公募展他各団体の「○○展」と題した展覧会は多いですね。
日展や創画展はチケットを頂く機会がありましたが、院展はそういう事もないし、日本画に興味が出てきたのもこの十年くらいという事もあり、院展を観にいくのは初めてでした。

少し前に田渕俊夫氏の作品を観て、とても気に入ったのでその後院展のホームページを確認しました。(田渕氏は院展の現理事長です)
院展のホームページはとても親切な構成になっていて、会の成り立ちを知れるだけでなく作品の確認も出来るようになっています。
見ると、どの方の作品も素晴らしく本物を観てみたくなるのです。

さて、足を運んでみて「こんなに自分好みの作品が多い展覧会だとは」と驚きました。
特に人物が美しいのに感動しました。
日本画は風景や花鳥画などが好きだと思っていましたが、今回、人物を含めた現代の空間が美しい絵に魅かれたのです。

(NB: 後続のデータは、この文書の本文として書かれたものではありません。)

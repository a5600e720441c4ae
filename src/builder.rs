//! Turns the token stream into the ordered template unit sequence,
//! enforcing the language rules the lexer cannot express: header ordering,
//! break/continue scoping, with/else legality and switch body shape.

use crate::error::{OribeError, Result};
use crate::model::{Argument, BODY_TYPE_NAME};
use crate::options::Options;
use crate::source::{SourcePosition, SourceRef};
use crate::stmt::{self, ForStatement, JavaVariable, WithStatement};
use crate::token::{Token, TokenKind};
use crate::unit::{PlainText, TemplateUnit};

/// A block the builder has entered and not yet closed. The lexer's generic
/// `}` token closes whichever of these is innermost.
#[derive(Debug)]
enum OpenBlock {
    If,
    For,
    With(WithStatement),
    Switch,
    Case,
    Default,
    ValueClosure,
    ContentClosure,
}

/// What the builder hands back: everything the model needs beyond the
/// template's identity metadata.
#[derive(Debug)]
pub struct BuiltTemplate {
    pub units: Vec<TemplateUnit>,
    pub imports: Vec<String>,
    pub arguments: Vec<Argument>,
    /// The caller's options with in-template `@option` overrides applied.
    pub options: Options,
}

/// Builds the unit sequence for one template.
///
/// Scope questions (am I inside a for loop, which with statement does this
/// else belong to) are answered from stacks maintained as units are
/// appended, never by re-scanning the unit list.
pub struct ModelBuilder {
    options: Options,
    units: Vec<TemplateUnit>,
    imports: Vec<String>,
    arguments: Vec<Argument>,
    args_declared: bool,
    blocks: Vec<OpenBlock>,
    for_depth: usize,
    switch_depth: usize,
}

impl ModelBuilder {
    pub fn new(options: Options) -> Self {
        Self {
            options,
            units: Vec::new(),
            imports: Vec::new(),
            arguments: Vec::new(),
            args_declared: false,
            blocks: Vec::new(),
            for_depth: 0,
            switch_depth: 0,
        }
    }

    pub fn build(mut self, tokens: Vec<Token>) -> Result<BuiltTemplate> {
        for token in tokens {
            self.consume(token)?;
        }
        if !self.blocks.is_empty() {
            return Err(self.structural("block is never closed", last_position(&self.units)));
        }
        Ok(BuiltTemplate {
            units: self.units,
            imports: self.imports,
            arguments: self.arguments,
            options: self.options,
        })
    }

    fn consume(&mut self, token: Token) -> Result<()> {
        let Token { kind, span } = token;
        let position = span.begin;
        match kind {
            TokenKind::Text(text) => {
                self.push_plain_text(PlainText::new(text, span))?;
            }
            TokenKind::Escape(c) => {
                self.push_plain_text(PlainText::new(c.to_string(), span))?;
            }
            TokenKind::Comment(text) => {
                self.units.push(TemplateUnit::Comment { text, span });
            }

            TokenKind::Import(statement) => {
                self.enforce_header("@import")?;
                self.imports.push(statement);
            }
            TokenKind::OptionDecl(statement) => {
                self.enforce_header("@option")?;
                self.options
                    .set_statement(&statement)
                    .map_err(|message| OribeError::Token { message, position })?;
            }
            TokenKind::Args(raw) => {
                self.enforce_header("@args")?;
                if self.args_declared {
                    return Err(self.structural("template arguments are already declared", position));
                }
                self.args_declared = true;
                self.parse_arguments(&raw, &span)?;
            }

            TokenKind::ValueExpr(raw) => {
                let null_safe = raw.starts_with('?');
                let expression = raw.trim_start_matches('?').to_string();
                self.units.push(TemplateUnit::ValueExpression {
                    expression,
                    null_safe,
                    span,
                });
            }
            TokenKind::NullTernary { left, right } => {
                self.units
                    .push(TemplateUnit::NullTernaryExpression { left, right, span });
            }
            TokenKind::EvalExpr(raw) => {
                let expression = stmt::strip_outer_parens(&raw).to_string();
                self.units.push(TemplateUnit::EvalExpression { expression, span });
            }

            TokenKind::IfBegin(raw) => {
                let expression = stmt::strip_outer_parens(&raw).to_string();
                self.blocks.push(OpenBlock::If);
                self.units.push(TemplateUnit::IfBlockBegin { expression, span });
            }
            TokenKind::ElseIf => {
                if !matches!(self.blocks.last(), Some(OpenBlock::If)) {
                    return Err(self.structural("'else if' outside of an if block", position));
                }
                let expression = extract_condition(&span.text)
                    .ok_or_else(|| self.structural("'else if' is missing its condition", position))?;
                self.units.push(TemplateUnit::IfBlockElseIf { expression, span });
            }
            TokenKind::Else => match self.blocks.last() {
                Some(OpenBlock::If) => {
                    self.units.push(TemplateUnit::IfBlockElse { span });
                }
                Some(OpenBlock::With(with)) => {
                    if !(with.null_safe && with.variables.len() == 1) {
                        return Err(self.structural(
                            "an else branch after @with requires a single null-safe binding",
                            position,
                        ));
                    }
                    self.units.push(TemplateUnit::WithBlockElse { span });
                }
                _ => {
                    return Err(self.structural("'else' outside of an if or with block", position));
                }
            },

            TokenKind::ForBegin(raw) => {
                let statement = ForStatement::parse(&raw, self.options.java_version, position)?;
                self.blocks.push(OpenBlock::For);
                self.for_depth += 1;
                self.units.push(TemplateUnit::ForBlockBegin { raw, statement, span });
            }
            TokenKind::WithBegin { raw, null_safe } => {
                let statement =
                    WithStatement::parse(&raw, null_safe, self.options.java_version, position)?;
                self.blocks.push(OpenBlock::With(statement.clone()));
                self.units.push(TemplateUnit::WithBlockBegin { raw, statement, span });
            }
            TokenKind::SwitchBegin(raw) => {
                let expression = stmt::strip_outer_parens(&raw).to_string();
                self.blocks.push(OpenBlock::Switch);
                self.switch_depth += 1;
                self.units.push(TemplateUnit::SwitchBlockBegin { expression, span });
            }
            TokenKind::CaseBegin(raw) => {
                let expression = stmt::strip_outer_parens(&raw).to_string();
                self.blocks.push(OpenBlock::Case);
                self.units
                    .push(TemplateUnit::SwitchCaseBlockBegin { expression, span });
            }
            TokenKind::DefaultBegin => {
                self.blocks.push(OpenBlock::Default);
                self.units.push(TemplateUnit::SwitchDefaultBlockBegin { span });
            }

            TokenKind::ValueClosureBegin(raw) => {
                let expression = chomp_closure_marker(&raw, "->");
                self.blocks.push(OpenBlock::ValueClosure);
                self.units.push(TemplateUnit::ValueClosureBegin { expression, span });
            }
            TokenKind::ContentClosureBegin(raw) => {
                let identifier = chomp_closure_marker(&raw, "=>");
                self.blocks.push(OpenBlock::ContentClosure);
                self.units
                    .push(TemplateUnit::ContentClosureBegin { identifier, span });
            }

            TokenKind::RBrace => {
                let Some(block) = self.blocks.pop() else {
                    return Err(self.structural("unmatched '}'", position));
                };
                let end = match block {
                    OpenBlock::If => TemplateUnit::IfBlockEnd { span },
                    OpenBlock::For => {
                        self.for_depth -= 1;
                        TemplateUnit::ForBlockEnd { span }
                    }
                    OpenBlock::With(_) => TemplateUnit::WithBlockEnd { span },
                    OpenBlock::Switch => {
                        self.switch_depth -= 1;
                        TemplateUnit::SwitchBlockEnd { span }
                    }
                    OpenBlock::Case => TemplateUnit::SwitchCaseBlockEnd { span },
                    OpenBlock::Default => TemplateUnit::SwitchDefaultBlockEnd { span },
                    OpenBlock::ValueClosure => TemplateUnit::ValueClosureEnd { span },
                    OpenBlock::ContentClosure => TemplateUnit::ContentClosureEnd { span },
                };
                self.units.push(end);
            }

            TokenKind::Break => {
                if self.for_depth == 0 && self.switch_depth == 0 {
                    return Err(self.structural(
                        "@break is only allowed inside a for or switch block",
                        position,
                    ));
                }
                self.units.push(TemplateUnit::BreakStatement { span });
            }
            TokenKind::Continue => {
                if self.for_depth == 0 {
                    return Err(
                        self.structural("@continue is only allowed inside a for block", position)
                    );
                }
                self.units.push(TemplateUnit::ContinueStatement { span });
            }

            TokenKind::Eof => {}
        }
        Ok(())
    }

    /// Plain text directly inside a switch body (outside any case/default)
    /// must be whitespace, and whitespace there is dropped.
    fn push_plain_text(&mut self, text: PlainText) -> Result<()> {
        if matches!(self.blocks.last(), Some(OpenBlock::Switch)) {
            if text.is_whitespace() {
                return Ok(());
            }
            return Err(self.structural(
                "only 'case' and 'default' may appear directly inside a switch block",
                text.span.begin,
            ));
        }
        self.units.push(TemplateUnit::PlainText(text));
        Ok(())
    }

    /// Header statements must come before any template content. Comments and
    /// whitespace-only text are tolerated; the whitespace is dropped so the
    /// model starts clean.
    fn enforce_header(&mut self, what: &str) -> Result<()> {
        for unit in &self.units {
            let tolerated = match unit {
                TemplateUnit::Comment { .. } => true,
                TemplateUnit::PlainText(text) => text.is_whitespace(),
                _ => false,
            };
            if !tolerated {
                return Err(self.structural(
                    &format!("{} must appear before any template content", what),
                    unit.span().begin,
                ));
            }
        }
        self.units
            .retain(|u| u.as_plain_text().map_or(true, |text| !text.is_whitespace()));
        Ok(())
    }

    fn parse_arguments(&mut self, raw: &str, span: &SourceRef) -> Result<()> {
        let position = span.begin;
        let inner = stmt::strip_outer_parens(raw);
        if inner.trim().is_empty() {
            return Ok(());
        }
        let mut arguments = Vec::new();
        for part in stmt::split_top_level(inner, ',') {
            let variable = JavaVariable::parse(part, position)?;
            if variable.type_name.is_none() {
                return Err(OribeError::Token {
                    message: format!("template argument '{}' must declare a type", variable.name),
                    position,
                });
            }
            arguments.push(Argument {
                variable,
                span: span.clone(),
            });
        }
        if let Some(i) = arguments.iter().position(Argument::is_body) {
            if i + 1 != arguments.len() {
                return Err(self.structural(
                    &format!(
                        "{} argument '{}' must be the last argument",
                        BODY_TYPE_NAME, arguments[i].variable.name
                    ),
                    position,
                ));
            }
        }
        self.arguments = arguments;
        Ok(())
    }

    fn structural(&self, message: &str, position: SourcePosition) -> OribeError {
        OribeError::Structural {
            message: message.to_string(),
            position,
        }
    }
}

/// Condition of a raw `} else if (...) {` span: the text between the first
/// `(` and the last `)`, with that outer pair removed. Found by position,
/// not prefix stripping, since the whitespace around the keywords varies.
fn extract_condition(text: &str) -> Option<String> {
    let open = text.find('(')?;
    let close = text.rfind(')')?;
    if close < open {
        return None;
    }
    Some(stmt::strip_outer_parens(&text[open..=close]).to_string())
}

/// Strip the trailing `-> {` / `=> {` marker from a closure begin payload.
fn chomp_closure_marker(raw: &str, marker: &str) -> String {
    let mut s = raw.trim_end();
    if let Some(rest) = s.strip_suffix('{') {
        s = rest.trim_end();
    }
    if let Some(rest) = s.strip_suffix(marker) {
        s = rest.trim_end();
    }
    s.to_string()
}

fn last_position(units: &[TemplateUnit]) -> SourcePosition {
    units
        .last()
        .map(|u| u.span().begin)
        .unwrap_or(SourcePosition::new(1, 1, 0))
}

よくわからないからとりあえず有名な作品を見ておこう、と始めた美術館めぐりです。行けば楽しい時間があったり素敵な空間が広がったりしていて、自分なりの楽しみ方をするようになってきてはいましたが、最近になってやっと、現代の作家さんの作品に目がいくようになってきた気がします。

院展、もう少し追いかけてみたいと思います。

進みゆく日本画-近代を映すあまたの美-

2019年04月08日 | かんしょう
 会期の最終日の昨日のことですが、桑名市博物館で開催中の「進みゆく日本画-近代を映すあまたの美-」展を観てきました。

 桑名市博物館は決して広くはありませんが、展覧会ごとに館の所蔵品を工夫して紹介しており、とても頑張りを感じます。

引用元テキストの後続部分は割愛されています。